- _Activity_:
Print the listing exactly.

- _Extracted records_:
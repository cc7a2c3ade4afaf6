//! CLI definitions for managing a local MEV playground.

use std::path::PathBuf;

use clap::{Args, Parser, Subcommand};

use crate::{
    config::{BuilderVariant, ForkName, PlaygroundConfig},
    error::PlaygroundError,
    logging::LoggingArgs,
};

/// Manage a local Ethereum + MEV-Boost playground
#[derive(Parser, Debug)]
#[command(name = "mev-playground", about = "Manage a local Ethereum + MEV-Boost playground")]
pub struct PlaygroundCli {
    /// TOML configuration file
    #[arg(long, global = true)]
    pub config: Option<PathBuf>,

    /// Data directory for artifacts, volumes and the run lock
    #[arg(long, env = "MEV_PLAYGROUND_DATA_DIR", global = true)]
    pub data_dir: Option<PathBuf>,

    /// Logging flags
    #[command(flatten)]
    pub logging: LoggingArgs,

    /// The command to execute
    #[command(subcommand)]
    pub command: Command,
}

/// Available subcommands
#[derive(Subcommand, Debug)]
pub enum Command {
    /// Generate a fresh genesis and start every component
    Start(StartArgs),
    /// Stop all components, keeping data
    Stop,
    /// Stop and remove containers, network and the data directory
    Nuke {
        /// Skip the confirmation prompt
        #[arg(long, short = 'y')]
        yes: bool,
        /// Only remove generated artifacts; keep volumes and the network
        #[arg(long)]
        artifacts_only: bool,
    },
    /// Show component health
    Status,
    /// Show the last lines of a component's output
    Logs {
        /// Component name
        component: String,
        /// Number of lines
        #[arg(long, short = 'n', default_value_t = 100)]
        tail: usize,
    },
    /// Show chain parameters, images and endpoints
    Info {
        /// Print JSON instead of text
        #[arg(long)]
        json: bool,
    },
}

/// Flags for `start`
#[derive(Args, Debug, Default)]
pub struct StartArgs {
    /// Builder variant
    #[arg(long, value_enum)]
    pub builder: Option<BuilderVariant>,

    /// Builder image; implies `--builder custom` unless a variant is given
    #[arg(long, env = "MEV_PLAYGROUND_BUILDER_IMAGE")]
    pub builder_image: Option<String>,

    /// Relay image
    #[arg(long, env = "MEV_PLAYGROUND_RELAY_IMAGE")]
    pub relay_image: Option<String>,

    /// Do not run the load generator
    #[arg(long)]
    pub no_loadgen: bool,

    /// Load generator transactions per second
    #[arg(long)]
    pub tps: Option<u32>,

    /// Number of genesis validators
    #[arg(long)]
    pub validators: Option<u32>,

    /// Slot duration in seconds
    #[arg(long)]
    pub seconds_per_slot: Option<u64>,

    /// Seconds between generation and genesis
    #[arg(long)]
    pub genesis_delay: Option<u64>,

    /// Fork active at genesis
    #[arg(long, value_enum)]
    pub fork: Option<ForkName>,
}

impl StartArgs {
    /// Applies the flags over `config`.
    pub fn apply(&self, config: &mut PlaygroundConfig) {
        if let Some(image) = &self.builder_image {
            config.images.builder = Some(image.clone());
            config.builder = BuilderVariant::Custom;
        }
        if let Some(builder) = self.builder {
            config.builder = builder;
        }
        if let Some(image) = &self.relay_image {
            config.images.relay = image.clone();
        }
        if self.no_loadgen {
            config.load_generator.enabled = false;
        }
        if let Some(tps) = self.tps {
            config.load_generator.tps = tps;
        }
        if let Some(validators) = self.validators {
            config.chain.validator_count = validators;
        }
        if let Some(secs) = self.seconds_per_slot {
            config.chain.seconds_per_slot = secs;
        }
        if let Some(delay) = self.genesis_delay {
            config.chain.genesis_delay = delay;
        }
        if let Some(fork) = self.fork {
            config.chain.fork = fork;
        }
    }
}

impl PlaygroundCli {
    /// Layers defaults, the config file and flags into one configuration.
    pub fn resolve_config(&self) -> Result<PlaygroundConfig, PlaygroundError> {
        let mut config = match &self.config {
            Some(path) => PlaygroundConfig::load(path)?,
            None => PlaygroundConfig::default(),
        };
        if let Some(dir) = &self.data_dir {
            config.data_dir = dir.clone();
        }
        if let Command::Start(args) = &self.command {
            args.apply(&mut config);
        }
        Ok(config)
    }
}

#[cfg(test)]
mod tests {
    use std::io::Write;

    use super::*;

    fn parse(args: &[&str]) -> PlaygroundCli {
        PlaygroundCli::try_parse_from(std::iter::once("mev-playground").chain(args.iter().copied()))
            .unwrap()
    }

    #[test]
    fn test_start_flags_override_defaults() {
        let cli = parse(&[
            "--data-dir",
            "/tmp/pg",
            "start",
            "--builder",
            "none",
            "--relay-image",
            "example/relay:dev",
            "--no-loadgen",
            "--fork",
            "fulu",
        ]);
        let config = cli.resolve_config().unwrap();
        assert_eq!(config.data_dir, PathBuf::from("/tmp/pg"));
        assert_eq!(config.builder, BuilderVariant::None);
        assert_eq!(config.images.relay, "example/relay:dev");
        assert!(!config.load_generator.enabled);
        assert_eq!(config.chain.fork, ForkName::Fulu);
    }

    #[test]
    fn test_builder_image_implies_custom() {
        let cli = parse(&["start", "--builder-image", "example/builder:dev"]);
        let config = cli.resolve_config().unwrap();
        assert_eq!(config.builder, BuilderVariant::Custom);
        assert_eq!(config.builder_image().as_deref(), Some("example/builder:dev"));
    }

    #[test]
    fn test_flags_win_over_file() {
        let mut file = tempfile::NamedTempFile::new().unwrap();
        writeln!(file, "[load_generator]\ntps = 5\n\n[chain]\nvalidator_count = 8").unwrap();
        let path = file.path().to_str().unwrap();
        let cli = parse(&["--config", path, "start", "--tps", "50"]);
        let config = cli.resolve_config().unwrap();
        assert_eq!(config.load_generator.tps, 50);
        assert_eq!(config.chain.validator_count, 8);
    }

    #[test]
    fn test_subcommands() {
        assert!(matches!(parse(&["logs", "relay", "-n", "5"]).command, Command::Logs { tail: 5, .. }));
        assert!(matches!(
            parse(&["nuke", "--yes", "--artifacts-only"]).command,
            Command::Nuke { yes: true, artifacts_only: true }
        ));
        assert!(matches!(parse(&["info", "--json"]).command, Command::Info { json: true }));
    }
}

- _Solution to this task_:
repository cc7a2c3ade4afaf6
//! CLI definitions for managing a local MEV playground.

use std::path::PathBuf;

use clap::{Args, Parser, Subcommand};

use crate::{
    config::{BuilderVariant, ForkName, PlaygroundConfig},
    error::PlaygroundError,
    logging::LoggingArgs,
};

/// Manage a local Ethereum + MEV-Boost playground
#[derive(Parser, Debug)]
#[command(name = "mev-playground", about = "Manage a local Ethereum + MEV-Boost playground")]
pub struct PlaygroundCli {
    /// TOML configuration file
    #[arg(long, global = true)]
    pub config: Option<PathBuf>,

    /// Data directory for artifacts, volumes and the run lock
    #[arg(long, env = "MEV_PLAYGROUND_DATA_DIR", global = true)]
    pub data_dir: Option<PathBuf>,

    /// Logging flags
    #[command(flatten)]
    pub logging: LoggingArgs,

    /// The command to execute
    #[command(subcommand)]
    pub command: Command,
}

/// Available subcommands
#[derive(Subcommand, Debug)]
pub enum Command {
    /// Generate a fresh genesis and start every component
    Start(StartArgs),
    /// Stop all components, keeping data
    Stop,
    /// Stop and remove containers, network and the data directory
    Nuke {
        /// Skip the confirmation prompt
        #[arg(long, short = 'y')]
        yes: bool,
        /// Only remove generated artifacts; keep volumes and the network
        #[arg(long)]
        artifacts_only: bool,
    },
    /// Show component health
    Status,
    /// Show the last lines of a component's output
    Logs {
        /// Component name
        component: String,
        /// Number of lines
        #[arg(long, short = 'n', default_value_t = 100)]
        tail: usize,
    },
    /// Show chain parameters, images and endpoints
    Info {
        /// Print JSON instead of text
        #[arg(long)]
        json: bool,
    },
}

/// Flags for `start`
#[derive(Args, Debug, Default)]
pub struct StartArgs {
    /// Builder variant
    #[arg(long, value_enum)]
    pub builder: Option<BuilderVariant>,

    /// Builder image; implies `--builder custom` unless a variant is given
    #[arg(long, env = "MEV_PLAYGROUND_BUILDER_IMAGE")]
    pub builder_image: Option<String>,

    /// Relay image
    #[arg(long, env = "MEV_PLAYGROUND_RELAY_IMAGE")]
    pub relay_image: Option<String>,

    /// Do not run the load generator
    #[arg(long)]
    pub no_loadgen: bool,

    /// Load generator transactions per second
    #[arg(long)]
    pub tps: Option<u32>,

    /// Number of genesis validators
    #[arg(long)]
    pub validators: Option<u32>,

    /// Slot duration in seconds
    #[arg(long)]
    pub seconds_per_slot: Option<u64>,

    /// Seconds between generation and genesis
    #[arg(long)]
    pub genesis_delay: Option<u64>,

    /// Fork active at genesis
    #[arg(long, value_enum)]
    pub fork: Option<ForkName>,
}

impl StartArgs {
    /// Applies the flags over `config`.
    pub fn apply(&self, config: &mut PlaygroundConfig) {
        if let Some(image) = &self.builder_image {
            config.images.builder = Some(image.clone());
            config.builder = BuilderVariant::Custom;
        }
        if let Some(builder) = self.builder {
            config.builder = builder;
        }
        if let Some(image) = &self.relay_image {
            config.images.relay = image.clone();
        }
        if self.no_loadgen {
            config.load_generator.enabled = false;
        }
        if let Some(tps) = self.tps {
            config.load_generator.tps = tps;
        }
        if let Some(validators) = self.validators {
            config.chain.validator_count = validators;
        }
        if let Some(secs) = self.seconds_per_slot {
            config.chain.seconds_per_slot = secs;
        }
        if let Some(delay) = self.genesis_delay {
            config.chain.genesis_delay = delay;
        }
        if let Some(fork) = self.fork {
            config.chain.fork = fork;
        }
    }
}

impl PlaygroundCli {
    /// Layers defaults, the config file and flags into one configuration.
    pub fn resolve_config(&self) -> Result<PlaygroundConfig, PlaygroundError> {
        let mut config = match &self.config {
            Some(path) => PlaygroundConfig::load(path)?,
            None => PlaygroundConfig::default(),
        };
        if let Some(dir) = &self.data_dir {
            config.data_dir = dir.clone();
        }
        if let Command::Start(args) = &self.command {
            args.apply(&mut config);
        }
        Ok(config)
    }
}

#[cfg(test)]
mod tests {
    use std::io::Write;

    use super::*;

    fn parse(args: &[&str]) -> PlaygroundCli {
        PlaygroundCli::try_parse_from(std::iter::once("mev-playground").chain(args.iter().copied()))
            .unwrap()
    }

    #[test]
    fn test_start_flags_override_defaults() {
        let cli = parse(&[
            "--data-dir",
            "/tmp/pg",
            "start",
            "--builder",
            "none",
            "--relay-image",
            "example/relay:dev",
            "--no-loadgen",
            "--fork",
            "fulu",
        ]);
        let config = cli.resolve_config().unwrap();
        assert_eq!(config.data_dir, PathBuf::from("/tmp/pg"));
        assert_eq!(config.builder, BuilderVariant::None);
        assert_eq!(config.images.relay, "example/relay:dev");
        assert!(!config.load_generator.enabled);
        assert_eq!(config.chain.fork, ForkName::Fulu);
    }

    #[test]
    fn test_builder_image_implies_custom() {
        let cli = parse(&["start", "--builder-image", "example/builder:dev"]);
        let config = cli.resolve_config().unwrap();
        assert_eq!(config.builder, BuilderVariant::Custom);
        assert_eq!(config.builder_image().as_deref(), Some("example/builder:dev"));
    }

    #[test]
    fn test_flags_win_over_file() {
        let mut file = tempfile::NamedTempFile::new().unwrap();
        writeln!(file, "[load_generator]\ntps = 5\n\n[chain]\nvalidator_count = 8").unwrap();
        let path = file.path().to_str().unwrap();
        let cli = parse(&["--config", path, "start", "--tps", "50"]);
        let config = cli.resolve_config().unwrap();
        assert_eq!(config.load_generator.tps, 50);
        assert_eq!(config.chain.validator_count, 8);
    }

    #[test]
    fn test_subcommands() {
        assert!(matches!(parse(&["logs", "relay", "-n", "5"]).command, Command::Logs { tail: 5, .. }));
        assert!(matches!(
            parse(&["nuke", "--yes", "--artifacts-only"]).command,
            Command::Nuke { yes: true, artifacts_only: true }
        ));
        assert!(matches!(parse(&["info", "--json"]).command, Command::Info { json: true }));
    }
}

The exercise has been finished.